**Assigned task**
The answer should be an exact copy of the data.

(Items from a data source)
....................

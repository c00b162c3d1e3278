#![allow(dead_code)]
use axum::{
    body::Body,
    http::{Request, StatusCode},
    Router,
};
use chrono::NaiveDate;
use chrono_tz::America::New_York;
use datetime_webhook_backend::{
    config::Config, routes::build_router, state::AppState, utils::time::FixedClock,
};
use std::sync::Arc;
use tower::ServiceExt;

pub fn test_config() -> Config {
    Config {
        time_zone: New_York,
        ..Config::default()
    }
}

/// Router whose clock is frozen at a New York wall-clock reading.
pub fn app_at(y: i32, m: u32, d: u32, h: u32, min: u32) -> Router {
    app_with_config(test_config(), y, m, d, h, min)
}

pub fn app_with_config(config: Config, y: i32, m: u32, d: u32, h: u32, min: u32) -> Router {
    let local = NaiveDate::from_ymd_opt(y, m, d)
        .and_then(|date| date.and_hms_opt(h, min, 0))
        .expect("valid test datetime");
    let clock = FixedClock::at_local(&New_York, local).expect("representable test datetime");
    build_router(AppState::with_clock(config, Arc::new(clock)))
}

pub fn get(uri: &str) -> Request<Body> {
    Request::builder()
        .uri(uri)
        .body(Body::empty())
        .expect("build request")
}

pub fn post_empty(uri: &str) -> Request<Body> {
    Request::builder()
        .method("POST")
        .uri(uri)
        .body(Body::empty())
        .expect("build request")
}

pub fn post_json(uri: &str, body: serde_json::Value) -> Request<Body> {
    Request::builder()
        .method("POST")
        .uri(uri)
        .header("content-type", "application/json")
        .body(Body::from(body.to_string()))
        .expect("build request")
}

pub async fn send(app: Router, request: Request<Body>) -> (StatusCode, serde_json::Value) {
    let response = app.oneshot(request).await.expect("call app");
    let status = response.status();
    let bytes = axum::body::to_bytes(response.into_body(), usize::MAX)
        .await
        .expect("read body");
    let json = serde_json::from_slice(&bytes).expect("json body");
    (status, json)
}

....................

**Task solution**
repository c00b162c3d1e3278
#![allow(dead_code)]
use axum::{
    body::Body,
    http::{Request, StatusCode},
    Router,
};
use chrono::NaiveDate;
use chrono_tz::America::New_York;
use datetime_webhook_backend::{
    config::Config, routes::build_router, state::AppState, utils::time::FixedClock,
};
use std::sync::Arc;
use tower::ServiceExt;

pub fn test_config() -> Config {
    Config {
        time_zone: New_York,
        ..Config::default()
    }
}

/// Router whose clock is frozen at a New York wall-clock reading.
pub fn app_at(y: i32, m: u32, d: u32, h: u32, min: u32) -> Router {
    app_with_config(test_config(), y, m, d, h, min)
}

pub fn app_with_config(config: Config, y: i32, m: u32, d: u32, h: u32, min: u32) -> Router {
    let local = NaiveDate::from_ymd_opt(y, m, d)
        .and_then(|date| date.and_hms_opt(h, min, 0))
        .expect("valid test datetime");
    let clock = FixedClock::at_local(&New_York, local).expect("representable test datetime");
    build_router(AppState::with_clock(config, Arc::new(clock)))
}

pub fn get(uri: &str) -> Request<Body> {
    Request::builder()
        .uri(uri)
        .body(Body::empty())
        .expect("build request")
}

pub fn post_empty(uri: &str) -> Request<Body> {
    Request::builder()
        .method("POST")
        .uri(uri)
        .body(Body::empty())
        .expect("build request")
}

pub fn post_json(uri: &str, body: serde_json::Value) -> Request<Body> {
    Request::builder()
        .method("POST")
        .uri(uri)
        .header("content-type", "application/json")
        .body(Body::from(body.to_string()))
        .expect("build request")
}

pub async fn send(app: Router, request: Request<Body>) -> (StatusCode, serde_json::Value) {
    let response = app.oneshot(request).await.expect("call app");
    let status = response.status();
    let bytes = axum::body::to_bytes(response.into_body(), usize::MAX)
        .await
        .expect("read body");
    let json = serde_json::from_slice(&bytes).expect("json body");
    (status, json)
}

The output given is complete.